Reputation: 31
so right now i have a hashmap which stores Calendar objects (just need a way to store dates). each value stores two Calendar objects, one representing the start of an event, and the other the end of it. The user enters these through a gui, and they can span weeks and months.
What i need to do is be able to remove these entries when they expire, meaning their second Calendar object has passed according to the real world date. I want this to be done automatically as long the instance is running.
My idea was to have a timer thread running and once a week it could go through all the entries in the hashmap and remove the ones that have expired. I know its not all that practical, its for a school project. But I was just looking for ideas or design pattern that could help implement this in an efficient manner.

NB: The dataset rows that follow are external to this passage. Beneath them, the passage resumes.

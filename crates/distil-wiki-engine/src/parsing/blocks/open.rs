use super::kinds::{Heading, ListLine, ListMarker, Preformat};

/// A block construct recognised from the start of a line.
#[derive(Debug, Clone, Copy, PartialEq, Eq)]
pub enum BlockOpen<'a> {
    Preformat { rest: &'a str },
    Heading { level: u8, inner: &'a str },
    ListItem(ListLine<'a>),
}

/// Classifies a line (trailing whitespace removed) by its prefix.
pub fn try_open(line: &str) -> Option<BlockOpen<'_>> {
    // Precedence: preformat, then heading, then list item.
    if let Some(rest) = Preformat::open(line) {
        return Some(BlockOpen::Preformat { rest });
    }
    if let Some((level, inner)) = Heading::parse(line) {
        return Some(BlockOpen::Heading { level, inner });
    }
    ListMarker::parse(line).map(BlockOpen::ListItem)
}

Thanks and let me know if you need any more information.
Upvotes: 3
Views: 1590
Reputation: 670
Maybe this is useful for: http://code.google.com/p/guava-libraries/wiki/CachesExplained Guava has a "caching"-mechanism, that handels timeouts, ...
So the handling is made for you, but take care: There is no thread running in the background. The maintaince is done during the wirtes. Infos are contained in the link too.
The guava-solution "explains" the other way. Why not handling a list/map of timeout-elements which tell you during the access, that they timed out, or shutdown on their own. You don't have to manage the elements from the outside, they could handle the timeout on their own. This way is ofter quite simple and transparent to the user.
Upvotes: 1
Reputation: 39907
The other option can be to instantiate a TimerTask
for every entry. Implement its run()
method to remove the entry from the map, at schedule()
time -- which is probably end time in your case. That way, you don't need weekly clean-up and the entries will be removed as soon as they expires.
And of course, take care of thread safety, perhaps by using some thread-safe variant, I mean Map
implementations.
[Edited]
Or still better, use ScheduledThreadPoolExecutor
, instead.
Upvotes: 0
Reputation: 425208
Using Calendar
will only lead to grief - it's a terrible class, loaded with pitfalls and bugs.
Instead, store the start and end as long
values, as per Date.getTime()
and compare these with System.currentTimeMillis()
, to keep things clean and simple.
Upvotes: 1
Reputation: 151
You can create instead a TreeSet
TreeSet<DateObject> yourTreeSet = new TreeSet<DateObject>(new DateComparator());
Then implement your comparator, and the objects will be sorted as you add them in the TreeSet
Upvotes: 0
Reputation: 792
Having a background thread that performs maintenance tasks is a good idea and is very common practice. Be warned though that a Hashmap is not thread safe so you will need to synchronize its access, or replace with a thread safe class such as ConcurrentHashMap.